Timestamps can make the EP’s care appear negligent to experts hired by plaintiff attorneys to review the ED chart. “They may base a case on delayed administration of a drug in a critical situation, for example, and it comes out, only after years of depositions, that isn’t what happened,” Bresler says.
Kathleen Shostek, RN, ARM, CPHRM, vice president in the healthcare risk management and patient safety division of Sedgwick, a third-party administrator for professional liability claims, has seen ED cases in which timestamps were dated minutes or hours after the patient actually was examined. This opened the door for the plaintiff attorney to allege care was delayed.
“On retrospective review, this creates a misleading understanding as to when patients were actually seen or treated,” Shostek explains.
If computer clocks are not synchronized hospitalwide, EMR timestamps will indicate gaps or delays incorrectly. Shostek gives this example: An ED patient with chest pain is seen at 23:55 on Dec. 31, 2016. An ECG is performed at 23:57. The ECG is uploaded, read, and interpreted. At 00:30 on Jan. 1, 2017, the ED physician documents the exam and orders admission for ST-elevation acute myocardial infarction (AMI).

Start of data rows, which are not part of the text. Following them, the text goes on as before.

pub mod availability_service;
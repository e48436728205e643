//! Sistema de manejo de errores
//!
//! Este módulo define todos los tipos de errores del sistema
//! y su conversión a respuestas HTTP apropiadas.

use axum::{
    http::StatusCode,
    response::{IntoResponse, Response},
    Json,
};
use serde_json::json;
use thiserror::Error;

/// Errores principales de la aplicación
#[derive(Error, Debug)]
pub enum AppError {
    #[error("Database error: {0}")]
    Database(#[from] sqlx::Error),

    #[error("Validation error: {0}")]
    Validation(#[from] validator::ValidationErrors),

    #[error("Unauthorized: {0}")]
    Unauthorized(String),

    #[error("Not found: {0}")]
    NotFound(String),

    #[error("Conflict: {0}")]
    Conflict(String),

    #[error("Already cancelled: {0}")]
    AlreadyCancelled(String),

    #[error("Bad request: {0}")]
    BadRequest(String),

    #[error("Internal server error: {0}")]
    Internal(String),

    #[error("JWT error: {0}")]
    Jwt(String),

    #[error("Hash error: {0}")]
    Hash(String),
}

/// Respuesta de error para la API
#[derive(Debug, serde::Serialize)]
struct ErrorResponse {
    error: String,
    message: String,
    #[serde(skip_serializing_if = "Option::is_none")]
    details: Option<serde_json::Value>,
    #[serde(skip_serializing_if = "Option::is_none")]
    code: Option<String>,
}

impl IntoResponse for AppError {
    fn into_response(self) -> Response {
        let (status, error_response) = match self {
            AppError::Database(e) => {
                tracing::error!("Database error: {}", e);
                (
                    StatusCode::INTERNAL_SERVER_ERROR,
                    ErrorResponse {
                        error: "Database Error".to_string(),
                        message: "An error occurred while accessing the database".to_string(),
                        details: None,
                        code: Some("DB_ERROR".to_string()),
                    },
                )
            }

            AppError::Validation(e) => {
                tracing::warn!("Validation error: {}", e);
                (
                    StatusCode::BAD_REQUEST,
                    ErrorResponse {
                        error: "Validation Error".to_string(),
                        message: "The provided data is invalid".to_string(),
                        details: Some(json!(e)),
                        code: Some("VALIDATION".to_string()),
                    },
                )
            }

            AppError::Unauthorized(msg) => {
                tracing::warn!("Unauthorized access: {}", msg);
                (
                    StatusCode::UNAUTHORIZED,
                    ErrorResponse {
                        error: "Unauthorized".to_string(),
                        message: msg,
                        details: None,
                        code: Some("UNAUTHORIZED".to_string()),
                    },
                )
            }

            AppError::NotFound(msg) => {
                tracing::warn!("Resource not found: {}", msg);
                (
                    StatusCode::NOT_FOUND,
                    ErrorResponse {
                        error: "Not Found".to_string(),
                        message: msg,
                        details: None,
                        code: Some("NOT_FOUND".to_string()),
                    },
                )
            }

            AppError::Conflict(msg) => {
                tracing::warn!("Conflict: {}", msg);
                (
                    StatusCode::CONFLICT,
                    ErrorResponse {
                        error: "Conflict".to_string(),
                        message: msg,
                        details: None,
                        code: Some("CONFLICT".to_string()),
                    },
                )
            }

            AppError::AlreadyCancelled(msg) => {
                tracing::warn!("Already cancelled: {}", msg);
                (
                    StatusCode::CONFLICT,
                    ErrorResponse {
                        error: "Already Cancelled".to_string(),
                        message: msg,
                        details: None,
                        code: Some("ALREADY_CANCELLED".to_string()),
                    },
                )
            }

            AppError::BadRequest(msg) => {
                tracing::warn!("Bad request: {}", msg);
                (
                    StatusCode::BAD_REQUEST,
                    ErrorResponse {
                        error: "Bad Request".to_string(),
                        message: msg,
                        details: None,
                        code: Some("VALIDATION".to_string()),
                    },
                )
            }

            AppError::Internal(msg) => {
                tracing::error!("Internal error: {}", msg);
                (
                    StatusCode::INTERNAL_SERVER_ERROR,
                    ErrorResponse {
                        error: "Internal Server Error".to_string(),
                        message: "An unexpected error occurred".to_string(),
                        details: None,
                        code: Some("INTERNAL_ERROR".to_string()),
                    },
                )
            }

            AppError::Jwt(msg) => {
                tracing::warn!("JWT error: {}", msg);
                (
                    StatusCode::UNAUTHORIZED,
                    ErrorResponse {
                        error: "JWT Error".to_string(),
                        message: msg,
                        details: None,
                        code: Some("UNAUTHORIZED".to_string()),
                    },
                )
            }

            AppError::Hash(msg) => {
                tracing::error!("Hash error: {}", msg);
                (
                    StatusCode::INTERNAL_SERVER_ERROR,
                    ErrorResponse {
                        error: "Hash Error".to_string(),
                        message: "An error occurred while processing credentials".to_string(),
                        details: None,
                        code: Some("INTERNAL_ERROR".to_string()),
                    },
                )
            }
        };

        (status, Json(error_response)).into_response()
    }
}

/// Resultado tipado para operaciones que pueden fallar
pub type AppResult<T> = Result<T, AppError>;

/// Función helper para crear errores de validación
pub fn validation_error(field: &'static str, message: &'static str) -> AppError {
    use validator::ValidationError;

    let mut error = ValidationError::new("custom");
    error.add_param("field".into(), &field);
    error.add_param("message".into(), &message);

    let mut errors = validator::ValidationErrors::new();
    errors.add(field, error);

    AppError::Validation(errors)
}

#[cfg(test)]
mod tests {
    use super::*;

    #[test]
    fn unauthorized_maps_to_401() {
        let response = AppError::Unauthorized("Unauthorized".to_string()).into_response();
        assert_eq!(response.status(), StatusCode::UNAUTHORIZED);
    }

    #[test]
    fn conflict_and_already_cancelled_map_to_409() {
        let conflict = AppError::Conflict("Car is not available".to_string()).into_response();
        assert_eq!(conflict.status(), StatusCode::CONFLICT);

        let cancelled =
            AppError::AlreadyCancelled("Booking is already cancelled".to_string()).into_response();
        assert_eq!(cancelled.status(), StatusCode::CONFLICT);
    }

    #[test]
    fn not_found_maps_to_404() {
        let response = AppError::NotFound("Booking not found".to_string()).into_response();
        assert_eq!(response.status(), StatusCode::NOT_FOUND);
    }

    #[test]
    fn bad_request_maps_to_400() {
        let response =
            AppError::BadRequest("pickup_date must be on or before return_date".to_string())
                .into_response();
        assert_eq!(response.status(), StatusCode::BAD_REQUEST);
    }
}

However, upon review of the case, the timestamps tell a different story. They indicate the ECG was ordered at 23:57 but not completed until Jan. 1, at 00:45. This is 15 minutes after the EP’s note stating that the ECG was completed showing ST-elevation AMI. This allows the plaintiff to cast doubt in the mind of the jury as to whether the ECG was delayed. In such cases, Shostek says “other evidence will be required to prove that the care and treatment were expediently provided.”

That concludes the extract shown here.